I was sitting in the lovely Wisconsin home of another Obama volunteer on Tuesday night. We had spent the afternoon knocking on doors, supplying people with the information on where they could go vote. That afternoon had left me cautiously optimistic of the results. Though Wisconsin was no longer an official swing state, there were enough McCain-Palin signs in the neighborhood to suggest that it had once been an area with strong Republican tendencies. Yet it was also a neighborhood with a large number of "For Rent" and "For Sale" signs as well as blatantly vacant and foreclosed upon homes. Many of the people we encountered were so fed up with President Bush, whom they equated with Senator McCain, they could not wait to vote for Senator Obama. After talking with them, seeing that neighborhood, and living in the U.S. as I have for most of the last eight years, it was with great relief that at 10pm CST, I watched the numbers tick up next to Obama's name. He went from being the front-runner to being Mr. President-Elect as soon as the polls closed in California, Oregon, and Washington.

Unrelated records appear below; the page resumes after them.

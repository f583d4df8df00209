//! Three-way merge
//!
//! Merges two change-tracking containers derived from a common base.
//! Every element is classified by the pair of states it has on each side;
//! the outcome is either a merged container, a **conflict** (both sides
//! edited the same original value, needs a policy decision) or an
//! **error** (the two sides disagree about the base itself and were not
//! derived from a common ancestor).
//!
//! List conflicts (`ours` × `theirs`):
//!
//! ```text
//!       0 V I C R
//!     0 - - - - -
//!     V - - - - -
//!     I - - - - -
//!     C - - - X X
//!     R - - - X -
//! ```
//!
//! List errors, raised when the original values disagree:
//!
//! ```text
//!       0 V I C R
//!     0 - - - - -
//!     V - X - X X
//!     I - - - - -
//!     C - X - X X
//!     R - X - X X
//! ```

use std::collections::{BTreeMap, BTreeSet};

use crate::proxy_dict::ProxyDict;
use crate::proxy_list::{ProxyList, Slot, SlotKind, SlotStream};

/// Both sides edited the same original value
#[derive(Debug, Clone, Copy, PartialEq, Eq, thiserror::Error)]
#[error("merge conflict: {ours} (ours) vs {theirs} (theirs)")]
pub struct MergeConflict {
    pub ours: SlotKind,
    pub theirs: SlotKind,
}

/// The two sides disagree about the base
#[derive(Debug, Clone, Copy, PartialEq, Eq, thiserror::Error)]
#[error("merge error: {ours} (ours) vs {theirs} (theirs) do not share a base")]
pub struct MergeError {
    pub ours: SlotKind,
    pub theirs: SlotKind,
}

/// Result of a single [`ProxyListMerge::merge_one`] step
#[derive(Debug, Clone, Copy, PartialEq, Eq)]
pub enum MergeStep {
    /// One element was merged; call again
    Continue,
    /// Both streams are exhausted
    Completed,
    Conflict(MergeConflict),
    Error(MergeError),
}

/// Final result of a merge; `L` locates the first failing element
#[derive(Debug, Clone, PartialEq)]
pub enum MergeOutcome<T, L> {
    Merged(T),
    Conflict { at: L, conflict: MergeConflict },
    Error { at: L, error: MergeError },
}

impl<T, L> MergeOutcome<T, L> {
    /// True for a clean merge
    pub fn is_merged(&self) -> bool {
        matches!(self, MergeOutcome::Merged(_))
    }

    /// The merged value, `None` on conflict or error
    pub fn merged(self) -> Option<T> {
        match self {
            MergeOutcome::Merged(value) => Some(value),
            _ => None,
        }
    }
}

// ── Lists ──────────────────────────────────────────────────────────────

/// Lockstep merge of two [`ProxyList`]s over the same base
pub struct ProxyListMerge<'a, T> {
    stream1: SlotStream<'a, T>,
    stream2: SlotStream<'a, T>,
    item1: Option<&'a Slot<T>>,
    item2: Option<&'a Slot<T>>,
    result: Vec<Slot<T>>,
    /// Base positions consumed so far
    base_index: usize,
}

While I cannot express to you my complete joy and relief at the outcome of the presidential election, I find myself dismayed by the outcome of California's vote on Proposition 8, which bans gay marriage. This dismay was increased when I learned that a friend of mine went to vote in the Vista Samoan Seventh Day Adventist Church. Let's leave aside the momentary question of why churches are valid polling locations (as opposed to public institutions like say, schools). My friend informed me that this church actually violated California Elections Code Sections 18370-18371. All over the polling location, inside, next to the voting booths, the church had local newsletters advocating for Proposition 8, and the logic of these newsletters made false suggestions, like somehow gay marriage will threaten their tax-exempt status (which only would have increased my support of gay marriage were it true, but alas it is not). No advocacy for anything on the ballot should take place inside or within 100 feet of the polling location, and this is a law I am familiar with as someone who has volunteered on previous campaigns.

So though Colorado stepped up and voted down an amendment defining human life as the moment of conception, California proved itself home to homophobic bigots willing to lie and break the law in order to prevent gay couples from experiencing the same marital miseries as the rest of us. When I looked over the list of reasons given for support of Proposition 8 on that website I linked to earlier, I couldn't help but wonder why these groups were so willing to lie. I also couldn't help but wonder about how their mind works on such domino-effect logic, that if "A" happens, it will topple through the alphabet and destroy "Z." If you oppose gay marriage, then don't marry a gay person, but it has absolutely nothing to do with your daily life. And, I also need to comment on one final thing said by Orange County's own Rick Warren: "For 5,000 years, every culture and every religion – not just Christianity – has defined marriage as a contract between men and women...There is no reason to change the universal, historical definition of marriage to appease 2% of our population." This is actually historically inaccurate. First of all, marriage has in much of the Judeo-Christian-Islamic world been defined as a contract between one man and multiple women. Secondly, even in the state of California, cultures have existed within the last five hundred years with different views. Certain indigenous Californian tribes actually had chieftains who married transvestite men, and these men were believed to have special powers and were selected as one of the chief's "wives" to bring blessings upon his household. In his book Converting California, James Sandos eloquently describes many of the customs of indigenous Californian tribes regarding marriage that Warren would no doubt find scandalous. But just because they scandalize Warren doesn't mean that these practices did not take place.